Am 17.07.2021 um 10:39 schrieb Martin Gerdes:
>>> Ich besitze ein PROPHETE Navigator 6.7 aus 2016
>> Das war nicht sehr hilfreich.
> Vielleicht ja doch, vielleicht willst Du das nur nicht hören.
>
Es ist aber auch verständlich, dass man nicht lesen möchte, dass
das eigene damals recht teure Rad heute quasi Schrott ist, weil
es keine wirtschaftliche Möglichkeit der Ersatzteilbeschaffung
gibt.
Der Laden will nicht für 400EUR Ersatzteile auf Lager haben,
um probieren zu können, was jetzt wirklich kaputt ist.
Ich denke: In Werkstätten sollten sie mittlerweile eine frei
einstellbare Motorsteuereinheit haben, um Motoren prüfen zu können. Es
gibt genügend Pedelecs, dass sich dies lohnen sollte.

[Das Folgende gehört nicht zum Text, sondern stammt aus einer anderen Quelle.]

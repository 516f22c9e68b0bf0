//! # Code generation
//!
//! Renders typed encode and decode routines for every message of a [`Dialect`].
//!
//! Each target language is implemented as a [`Backend`]. Backends are stateless and only read the
//! dialect, so [`Generator`] runs them in parallel on scoped threads.
//!
//! ```rust
//! use mavkit::codegen::{Generator, Target};
//! use mavkit::schema::{DialectLoader, MemoryResolver};
//!
//! let resolver = MemoryResolver::new().with(
//!     "minimal.xml",
//!     r#"<mavlink><messages>
//!         <message id="0" name="HEARTBEAT">
//!             <field type="uint32_t" name="custom_mode">Custom mode</field>
//!         </message>
//!     </messages></mavlink>"#,
//! );
//! let dialect = DialectLoader::new(resolver).load("minimal.xml").unwrap();
//!
//! let generator = Generator::builder()
//!     .target(Target::Rust)
//!     .target(Target::Python)
//!     .build();
//! let sources = generator.render(&dialect).unwrap();
//!
//! assert_eq!(sources[0].file_name(), "minimal.rs");
//! assert_eq!(sources[1].file_name(), "minimal.py");
//! ```

mod code;
mod naming;
mod python;
mod rust;

use std::fmt::{Display, Formatter};
use std::path::{Path, PathBuf};
use std::str::FromStr;
use std::thread;

use crate::errors::{CodegenError, Result};
use crate::schema::Dialect;

pub use python::PythonBackend;
pub use rust::RustBackend;

/// Code generation backend for a target language.
pub trait Backend: Send + Sync {
    /// Backend name used in logs and errors.
    fn name(&self) -> &str;

    /// Renders a dialect into a single source file.
    fn render(&self, dialect: &Dialect) -> core::result::Result<SourceText, CodegenError>;
}

/// Rendered source file.
#[derive(Clone, Debug, PartialEq, Eq)]
pub struct SourceText {
    file_name: String,
    text: String,
}

/// <sup>[`serde`](https://serde.rs)</sup>
/// Supported code generation targets.
#[derive(Copy, Clone, Debug, PartialEq, Eq, Hash)]
#[cfg_attr(feature = "serde", derive(serde::Serialize, serde::Deserialize))]
pub enum Target {
    /// Rust module built on [`crate::protocol`].
    Rust,
    /// Self-contained Python module.
    Python,
}

/// Runs code generation backends over a dialect.
///
/// Use [`Generator::builder`] to create a generator.
pub struct Generator {
    backends: Vec<Box<dyn Backend>>,
}

/// Builder for [`Generator`].
#[derive(Default)]
pub struct GeneratorBuilder {
    backends: Vec<Box<dyn Backend>>,
}

impl SourceText {
    /// Creates source text.
    pub fn new(file_name: impl Into<String>, text: impl Into<String>) -> Self {
        Self {
            file_name: file_name.into(),
            text: text.into(),
        }
    }

    /// Suggested file name.
    #[inline]
    pub fn file_name(&self) -> &str {
        self.file_name.as_str()
    }

    /// Source code.
    #[inline]
    pub fn text(&self) -> &str {
        self.text.as_str()
    }

    /// Returns source code consuming [`SourceText`].
    pub fn into_text(self) -> String {
        self.text
    }
}

impl Target {
    /// All supported targets.
    pub const ALL: [Target; 2] = [Target::Rust, Target::Python];

    /// Target identifier.
    pub fn as_str(&self) -> &'static str {
        match self {
            Target::Rust => "rust",
            Target::Python => "python",
        }
    }

    /// Backend that renders this target.
    pub fn backend(&self) -> Box<dyn Backend> {
        match self {
            Target::Rust => Box::new(RustBackend),
            Target::Python => Box::new(PythonBackend),
        }
    }
}

impl FromStr for Target {
    type Err = CodegenError;

    fn from_str(s: &str) -> core::result::Result<Self, Self::Err> {
        Target::ALL
            .iter()
            .find(|t| t.as_str().eq_ignore_ascii_case(s.trim()))
            .copied()
            .ok_or_else(|| CodegenError::UnknownTarget(s.to_string()))
    }
}

impl Display for Target {
    fn fmt(&self, f: &mut Formatter<'_>) -> std::fmt::Result {
        f.write_str(self.as_str())
    }
}

impl Generator {
    /// Instantiates an empty [`GeneratorBuilder`].
    pub fn builder() -> GeneratorBuilder {
        GeneratorBuilder::default()
    }

    /// Names of configured backends.
    pub fn backends(&self) -> impl Iterator<Item = &str> {
        self.backends.iter().map(|b| b.name())
    }

    /// Renders dialect with all backends.
    ///
    /// Sources are returned in the order backends were added. The first backend error is
    /// returned.
    pub fn render(&self, dialect: &Dialect) -> core::result::Result<Vec<SourceText>, CodegenError> {
        let results: Vec<_> = thread::scope(|scope| {
            let handles: Vec<_> = self
                .backends
                .iter()
                .map(|backend| {
                    scope.spawn(move || {
                        log::debug!("[{}] rendering dialect `{}`", backend.name(), dialect.name());
                        backend.render(dialect)
                    })
                })
                .collect();

            handles
                .into_iter()
                .map(|handle| match handle.join() {
                    Ok(result) => result,
                    Err(panic) => std::panic::resume_unwind(panic),
                })
                .collect()
        });

        results.into_iter().collect()
    }

    /// Renders dialect and writes sources into `dir`.
    ///
    /// Directory is created if missing. Returns paths of written files.
    pub fn write(&self, dialect: &Dialect, dir: impl AsRef<Path>) -> Result<Vec<PathBuf>> {
        let dir = dir.as_ref();
        let sources = self.render(dialect)?;

        std::fs::create_dir_all(dir)?;

        let mut paths = Vec::with_capacity(sources.len());
        for source in sources {
            let path = dir.join(source.file_name());
            std::fs::write(&path, source.text())?;
            log::debug!("written {}", path.display());
            paths.push(path);
        }

        Ok(paths)
    }
}

impl GeneratorBuilder {
    /// Adds a backend for a supported target.
    pub fn target(self, target: Target) -> Self {
        self.boxed(target.backend())
    }

    /// Adds a custom backend.
    pub fn backend<B: Backend + 'static>(self, backend: B) -> Self {
        self.boxed(Box::new(backend))
    }

    fn boxed(mut self, backend: Box<dyn Backend>) -> Self {
        self.backends.push(backend);
        self
    }

    /// Builds [`Generator`].
    pub fn build(self) -> Generator {
        Generator {
            backends: self.backends,
        }
    }
}

#[cfg(test)]
mod codegen_tests {
    use super::*;
    use crate::schema::{DialectLoader, MemoryResolver};

    struct Failing;

    impl Backend for Failing {
        fn name(&self) -> &str {
            "failing"
        }

        fn render(&self, _: &Dialect) -> core::result::Result<SourceText, CodegenError> {
            Err(CodegenError::UnknownTarget("failing".to_string()))
        }
    }

    fn dialect() -> Dialect {
        let resolver = MemoryResolver::new().with(
            "minimal.xml",
            r#"<mavlink><messages>
                <message id="0" name="HEARTBEAT">
                    <field type="uint32_t" name="custom_mode"/>
                </message>
            </messages></mavlink>"#,
        );
        DialectLoader::new(resolver).load("minimal").unwrap()
    }

    #[test]
    fn parse_targets() {
        assert_eq!("rust".parse::<Target>(), Ok(Target::Rust));
        assert_eq!(" Python ".parse::<Target>(), Ok(Target::Python));
        assert_eq!(
            "cobol".parse::<Target>(),
            Err(CodegenError::UnknownTarget("cobol".to_string()))
        );
        assert_eq!(Target::Python.to_string(), "python");
    }

    #[test]
    fn render_in_order() {
        let generator = Generator::builder()
            .target(Target::Python)
            .target(Target::Rust)
            .build();
        assert_eq!(
            generator.backends().collect::<Vec<_>>(),
            vec!["python", "rust"]
        );

        let sources = generator.render(&dialect()).unwrap();
        assert_eq!(sources[0].file_name(), "minimal.py");
        assert_eq!(sources[1].file_name(), "minimal.rs");
    }

    #[test]
    fn backend_errors_are_returned() {
        let generator = Generator::builder()
            .target(Target::Rust)
            .backend(Failing)
            .build();

        assert_eq!(
            generator.render(&dialect()),
            Err(CodegenError::UnknownTarget("failing".to_string()))
        );
    }
}
use std::collections::HashMap;

use crate::errors::CodegenError;

const RUST_KEYWORDS: &[&str] = &[
    "as", "async", "await", "break", "const", "continue", "crate", "dyn", "else", "enum", "extern",
    "false", "fn", "for", "if", "impl", "in", "let", "loop", "match", "mod", "move", "mut", "pub",
    "ref", "return", "self", "static", "struct", "super", "trait", "true", "type", "unsafe", "use",
    "where", "while", "abstract", "become", "box", "do", "final", "macro", "override", "priv",
    "try", "typeof", "unsized", "virtual", "yield",
];

const PYTHON_KEYWORDS: &[&str] = &[
    "False", "None", "True", "and", "as", "assert", "async", "await", "break", "class",
    "continue", "def", "del", "elif", "else", "except", "finally", "for", "from", "global", "if",
    "import", "in", "is", "lambda", "nonlocal", "not", "or", "pass", "raise", "return", "try",
    "while", "with", "yield", "self",
];

/// Converts `UPPER_SNAKE` or `lower_snake` names to `PascalCase`.
pub(crate) fn pascal_case(name: &str) -> String {
    let mut out = String::with_capacity(name.len());
    for word in name.split('_').filter(|w| !w.is_empty()) {
        let mut chars = word.chars();
        if let Some(first) = chars.next() {
            out.extend(first.to_uppercase());
            out.extend(chars.flat_map(|c| c.to_lowercase()));
        }
    }
    prefix_digit(out)
}

/// Converts a name to `snake_case` collapsing repeated underscores.
pub(crate) fn snake_case(name: &str) -> String {
    let words: Vec<String> = name
        .split('_')
        .filter(|w| !w.is_empty())
        .map(|w| w.to_lowercase())
        .collect();
    prefix_digit(words.join("_"))
}

/// Converts a name to `UPPER_SNAKE_CASE`.
pub(crate) fn upper_snake_case(name: &str) -> String {
    snake_case(name).to_uppercase()
}

/// Escapes Rust keywords with a trailing underscore.
pub(crate) fn rust_ident(ident: String) -> String {
    if RUST_KEYWORDS.contains(&ident.as_str()) {
        format!("{ident}_")
    } else {
        ident
    }
}

/// Escapes Python keywords with a trailing underscore.
pub(crate) fn python_ident(ident: String) -> String {
    if PYTHON_KEYWORDS.contains(&ident.as_str()) {
        format!("{ident}_")
    } else {
        ident
    }
}

fn prefix_digit(ident: String) -> String {
    match ident.chars().next() {
        Some(c) if c.is_ascii_digit() => format!("_{ident}"),
        None => "_".to_string(),
        _ => ident,
    }
}

/// Registry of identifiers rendered within one scope of a generated file.
#[derive(Debug)]
pub(crate) struct Scope<'a> {
    backend: &'a str,
    idents: HashMap<String, String>,
}

impl<'a> Scope<'a> {
    pub(crate) fn new(backend: &'a str) -> Self {
        Self {
            backend,
            idents: HashMap::new(),
        }
    }

    /// Registers `ident` rendered from `source`.
    ///
    /// Fails if another source already rendered as the same identifier.
    pub(crate) fn claim(&mut self, ident: &str, source: &str) -> Result<(), CodegenError> {
        match self.idents.get(ident) {
            Some(first) if first != source => Err(CodegenError::NameClash {
                backend: self.backend.to_string(),
                ident: ident.to_string(),
                first: first.clone(),
                second: source.to_string(),
            }),
            Some(_) => Ok(()),
            None => {
                self.idents.insert(ident.to_string(), source.to_string());
                Ok(())
            }
        }
    }
}

#[cfg(test)]
mod naming_tests {
    use super::*;

    #[test]
    fn case_conversion() {
        assert_eq!(pascal_case("GPS_RAW_INT"), "GpsRawInt");
        assert_eq!(pascal_case("HEARTBEAT"), "Heartbeat");
        assert_eq!(pascal_case("FOO__BAR"), "FooBar");
        assert_eq!(pascal_case("3D_FIX"), "_3dFix");
        assert_eq!(snake_case("MAV_TYPE"), "mav_type");
        assert_eq!(snake_case("custom_mode"), "custom_mode");
        assert_eq!(upper_snake_case("Mav_Type"), "MAV_TYPE");
    }

    #[test]
    fn keywords() {
        assert_eq!(rust_ident("type".to_string()), "type_");
        assert_eq!(rust_ident("kind".to_string()), "kind");
        assert_eq!(python_ident("from".to_string()), "from_");
        assert_eq!(python_ident("type".to_string()), "type");
    }

    #[test]
    fn clashes() {
        let mut scope = Scope::new("rust");
        scope.claim("FooBar", "FOO_BAR").unwrap();
        scope.claim("FooBar", "FOO_BAR").unwrap();

        assert_eq!(
            scope.claim("FooBar", "FOO__BAR"),
            Err(CodegenError::NameClash {
                backend: "rust".to_string(),
                ident: "FooBar".to_string(),
                first: "FOO_BAR".to_string(),
                second: "FOO__BAR".to_string(),
            })
        );
    }
}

Das ist das Problem, wenn am Rad irgendwelche Spezialteile verbaut
werden. Was wird aus dem Pinion Drive, wenn es die Firma nicht mehr
gibt, oder einige andere teure Nabenschaltungen, wo man auch auf
spezielle Ersatzteile angewiesen ist.
Bei Flugzeugen hat sich ein Hersteller aus der Verpflichtung der
Ersatzteilversorgung rauskaufen müssen. Heute wird aber eher eine
extra GmbH oder LTD gegründet, die man pleite gehen lässt. Daher wurde
auch die komplette erste Serie von Elektroautos in den USA aus den 90ern
in die Schrottpresse (teilweise sogar niegelnagelneu) verfrachtet.
Bei den Allsprittmotoren-PKW's (Tequila, Diesel, Benzin, Pflanzenöl)
war es ähnlich.
Ich suche gerade eine Feststellnippel aus Plastik von einer
Shimano Nabenschaltung, damit der Schaltzug nicht aus der Nabe fällt.
Ohne dieses kleine Bauteil, ist das Rad kaum benutzbar.
Ist es normal, dass der mitgelieferte Reifen schon nach 1000km kein
Profil mehr hat? Nicht mal ein halbes Jahr und der Sommer hat gerade
angefangen. 10x mit dem Rad gefahren und schon ist das Profil runter.